Cache Hierarchies
Parent and Sibling Caches
In practice, a multitude of caches forms a cache hierarchy between web client and server. Traditional terminology distinguishes „parent caches“ and „sibling caches“:
- If a cache A forwards requests to another cache B, then B is said to be „parent“ of A.
- If both caches A and B forward requests to a common parent C, then A and B are said to be „siblings“.
One cache can have multiple parents for purposes of traffic routing, load distribution or specialized handling.
For example, a child cache could forward all requests to file resources of MIME type application/vnd.microsoft.portable-executable to a specific parent that has a function for scanning file resources for malware.
An HTTP Cache Hierarchy
The following diagram illustrates a cache hierarchy scenario:
- A web browser maintains an own, private cache. The cache is called „private“ because it is only accessed by a single user.
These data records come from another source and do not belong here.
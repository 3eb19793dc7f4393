//! Pure dimension math. No I/O, no pixels.

/// Fit `source` inside `bounds`, preserving aspect ratio and never upscaling.
///
/// Returns `None` when the source already fits. Otherwise the long side (by
/// aspect) snaps to its bound and the other side rounds down:
///
/// ```text
/// aspect > 1 → (max_w, floor(max_w / aspect))
/// aspect < 1 → (floor(max_h * aspect), max_h)
/// aspect = 1 → (max_w, max_w)
/// ```
///
/// Neither side is ever below 1.
pub fn calculate_bounded_dimensions(source: (u32, u32), bounds: (u32, u32)) -> Option<(u32, u32)> {
    let (w, h) = source;
    let (max_w, max_h) = bounds;
    if w <= max_w && h <= max_h {
        return None;
    }
    let aspect = w as f64 / h.max(1) as f64;
    let (out_w, out_h) = if w > h {
        (max_w, (max_w as f64 / aspect).floor() as u32)
    } else if w < h {
        ((max_h as f64 * aspect).floor() as u32, max_h)
    } else {
        (max_w, max_w)
    };
    // Unequal bounds can make the snapped side grow; fall back to a plain fit.
    let (out_w, out_h) = if out_w > w || out_h > h {
        let scale = (max_w as f64 / w as f64).min(max_h as f64 / h as f64);
        (
            (w as f64 * scale).floor() as u32,
            (h as f64 * scale).floor() as u32,
        )
    } else {
        (out_w, out_h)
    };
    Some((out_w.max(1), out_h.max(1)))
}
- The local network maintains a load-balancing set of public caches. Clients query a cache for a resource, and the cache either serves the cached resource or retrieves a current version from the webserver. As opposed to private caches, public caches can deliver cached resources to multiple users.
- The webserver does not deliver resources directly, a transparent cache receives web requests on a public-facing network interface and serves either the cached resource or retrieves a current version from the webserver.